Exported Swazi elephant dies in US zoo
One of the much-publicised 18 elephants that were moved from the Hlane Royal National Park and flown all the way to United States (US) zoos has since died unexpectedly.
According to KETV7, a male elephant died unexpectedly on Thursday at Omaha's Henry Doorly Zoo and Aquarium. Warren, who was believed to be between eight and nine years old, arrived at the zoo on March 11, 2016 from Swaziland. He was the only male in the herd of six that came to the zoo from Africa.
The publication further reports that in recent months, elephant keepers noticed Warren's tusk had small cracks at the tip, which were beginning to progress toward the root canal. The veterinary team was concerned the cracks would lead to a serious infection, so in July Warren was immobilised to have his tusks trimmed. However, new cracks began forming in August.
"It's a serious issue and it was important we prevent it," Dr Doug Armstrong, Director of Animal Health at the Henry Doorly Zoo and Aquarium is quoted as having said.

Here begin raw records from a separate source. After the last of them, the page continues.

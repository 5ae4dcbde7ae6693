use serde::{Deserialize, Serialize};
use std::collections::{BTreeMap, HashMap};
use std::sync::Arc;
use std::time::Duration;

/// Upper bound for a poll group's interval
pub const MAX_POLL_INTERVAL: Duration = Duration::from_secs(60);

/// One RDS instance under observation
#[derive(Clone, Debug, Default, Deserialize, Serialize, PartialEq)]
pub struct MonitoredInstance {
    /// AWS region, e.g. "us-east-1"
    pub region: String,
    /// DB instance identifier, exported as the `instance` label
    pub instance: String,
    /// DbiResourceId, also the log stream name in `RDSOSMetrics`
    pub resource_id: String,
    /// Extra labels attached to every sample of this instance
    #[serde(default)]
    pub labels: BTreeMap<String, String>,
    #[serde(default)]
    pub disable_enhanced_metrics: bool,
    /// Granularity configured for enhanced monitoring on this instance
    #[serde(default, with = "humantime_serde")]
    pub enhanced_monitoring_interval: Option<Duration>,
    /// CloudWatch Logs endpoint that signs requests for this region
    pub logs_endpoint: String,
}

impl MonitoredInstance {
    /// Endpoint used for log queries of this instance
    pub fn endpoint(&self) -> &str {
        self.logs_endpoint.trim_end_matches('/')
    }
}

/// Instances sharing one upstream endpoint, and therefore one watermark
#[derive(Clone, Debug)]
pub struct PollGroup {
    pub name: String,
    pub region: String,
    pub logs_endpoint: String,
    pub instances: Arc<[MonitoredInstance]>,
    pub interval: Duration,
}

/// Read-only view of every configured instance
#[derive(Clone, Debug, Default)]
pub struct InstanceDirectory {
    instances: Arc<[MonitoredInstance]>,
}

impl InstanceDirectory {
    pub fn new(instances: Vec<MonitoredInstance>) -> Self {
        InstanceDirectory {
            instances: instances.into(),
        }
    }

    pub fn instances(&self) -> &[MonitoredInstance] {
        &self.instances
    }

    /// Split instances into poll groups by (region, logs endpoint)
    ///
    /// A group polls every `min(enhanced_monitoring_interval)` of its
    /// instances, capped at [`MAX_POLL_INTERVAL`]. Groups are returned in
    /// first-seen order.
    pub fn poll_groups(&self) -> Vec<PollGroup> {
        let mut order: Vec<(String, String)> = Vec::new();
        let mut members: HashMap<(String, String), Vec<MonitoredInstance>> = HashMap::new();

        for instance in self.instances.iter() {
            let key = (instance.region.clone(), instance.endpoint().to_string());
            if !members.contains_key(&key) {
                order.push(key.clone());
            }
            members.entry(key).or_default().push(instance.clone());
        }

        order
            .into_iter()
            .filter_map(|key| {
                let instances = members.remove(&key)?;
                let interval = instances
                    .iter()
                    .filter_map(|i| i.enhanced_monitoring_interval)
                    .filter(|d| !d.is_zero())
                    .fold(MAX_POLL_INTERVAL, |acc, d| acc.min(d));
                let (region, logs_endpoint) = key;
                Some(PollGroup {
                    name: format!("{region}@{logs_endpoint}"),
                    region,
                    logs_endpoint,
                    instances: instances.into(),
                    interval,
                })
            })
            .collect()
    }
}

#[cfg(test)]
mod tests {
    use super::*;

    const PROXY: &str = "http://127.0.0.1:8080";

    fn instance(region: &str, name: &str, interval: Option<u64>) -> MonitoredInstance {
        MonitoredInstance {
            region: region.to_string(),
            instance: name.to_string(),
            resource_id: format!("db-{name}"),
            enhanced_monitoring_interval: interval.map(Duration::from_secs),
            logs_endpoint: PROXY.to_string(),
            ..Default::default()
        }
    }

    #[test]
    fn test_endpoint_trims_trailing_slash() {
        let mut inst = instance("eu-west-1", "a", None);
        assert_eq!(inst.endpoint(), PROXY);

        inst.logs_endpoint = format!("{PROXY}/");
        assert_eq!(inst.endpoint(), PROXY);
    }

    #[test]
    fn test_poll_groups_by_region() {
        let dir = InstanceDirectory::new(vec![
            instance("us-east-1", "a", None),
            instance("eu-west-1", "b", None),
            instance("us-east-1", "c", None),
        ]);

        let groups = dir.poll_groups();
        assert_eq!(groups.len(), 2);
        assert_eq!(groups[0].name, "us-east-1@http://127.0.0.1:8080");
        assert_eq!(groups[0].region, "us-east-1");
        assert_eq!(groups[0].instances.len(), 2);
        assert_eq!(groups[0].instances[1].instance, "c");
        assert_eq!(groups[1].region, "eu-west-1");
    }

    #[test]
    fn test_poll_group_interval_is_smallest_capped() {
        let dir = InstanceDirectory::new(vec![
            instance("us-east-1", "a", Some(30)),
            instance("us-east-1", "b", Some(5)),
            instance("eu-west-1", "c", Some(120)),
            instance("ap-south-1", "d", None),
        ]);

        let groups = dir.poll_groups();
        assert_eq!(groups[0].interval, Duration::from_secs(5));
        assert_eq!(groups[1].interval, MAX_POLL_INTERVAL);
        assert_eq!(groups[2].interval, MAX_POLL_INTERVAL);
    }

    #[test]
    fn test_endpoint_splits_group() {
        let mut other = instance("us-east-1", "b", None);
        other.logs_endpoint = "http://proxy:8080/".to_string();
        let dir = InstanceDirectory::new(vec![instance("us-east-1", "a", None), other]);

        let groups = dir.poll_groups();
        assert_eq!(groups.len(), 2);
        assert_eq!(groups[1].name, "us-east-1@http://proxy:8080");
        assert_eq!(groups[1].logs_endpoint, "http://proxy:8080");
    }
}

The 18 elephants were flown to the US amid animal rights groups decrying the clandestine sedation and removal of ‘the stolen 18’ as officials said drought conditions jeopardised the pachyderms’ wellbeing. Three American zoos pulled off an audacious clandestine operation to fly the group of elephants out of Swaziland despite a legal challenge to block the transfer, enraging conservationists who claimed that removing elephants from the wild for display in zoos is cruel and outdated.
The 18 elephants – three males and 15 females ranging in age from six to 25 – were sedated, loaded onto crates and placed on a large cargo plane that in Swaziland.
These elephants were split among three zoos – the Dallas zoo, Sedgwick County zoo in Kansas and Henry Doorly zoo in Nebraska – where they were put on exhibit and used for breeding purposes.
The unannounced move stunned an animal welfare group that was due to argue against the transfer in a US federal court. The group, Friends of Animals later admitted defeat in its bid to prevent what it called the “stolen 18” from being taken from the wild and placed into zoos.
Friends of Animals filed for an emergency injunction to stop the transfer, argued via a frantic teleconference with US federal court judge John Bates. Bates’ ruling noted that the short timeframe meant he was “not able to definitively resolve the issue”.
But he sided with the zoos, which pointed out that the elephants had already been drugged and that leaving them in the small African nation would have put them at risk. The US Fish and Wildlife Service granted a permit to the zoos to import the elephants, amid concerns that they would be culled due to the then intense drought that has gripped Southern Africa. The zoos said the removal of the elephants from Hlane Royal National Park would relieve pressure on other wildlife, such as rhinos, and called opposition to the transfer “ideological”.
In a joint statement, the three zoos said they had to rapidly remove the elephants for their own wellbeing due to the deteriorating situation in Swaziland.
“As food supply became scarcer, urgency increased to relocate the elephants to homes where they could be well cared for,” the zoos said then.
Meanwhile, medical staff gave the elephant a tranquiliser and anesthesia Thursday, which is something Warren had experienced four times before. Twenty minutes into the procedure, Armstrong said Warren's respiration slowed and eventually stopped.
"We instituted emergency procedures, but they were unsuccessful," Armstrong said. The cause of death is unknown. The zoo will now perform a necropsy to determine how Warren died.
"Sad. (I) want to know what happened," zoo visitor Morghan Wilcox said.
"That's really sad, but I mean it sounds like it wasn't anyone's fault," said zoo visitor Jaynie Dawald. The six other elephants at the zoo are also adjusting to Warren's death. The zoo closed the indoor elephant facility to seclude the elephants from the public.
"They're usually moving around a lot, making a lot of noise and everything," zoo curator Dan Cassidy said. "They were very quiet and each one, in turn, touched Warren."
Visitors and zookeepers will remember Warren fondly for his clever and tough personality.
"He had a way of running up to the front of the enclosure and he would kick the sand of the display at you," Cassidy said. Warren's death means Louie, who came to the Omaha zoo from Toledo, Ohio, in July, is now the only male elephant at the zoo. "We anticipated that as Warren became more mature, that then he would eventually become our second breeder," Cassidy said.
"This really impacts not only us, but all the elephants in captivity in North America." The zoo has contacted the University of Nebraska at Lincoln to see if Warren could be used for research or educational purposes. If not, Armstrong said he will be buried on zoo grounds.
The Henry Doorly Zoo and Aquarium has no immediate plans to bring another male elephant in.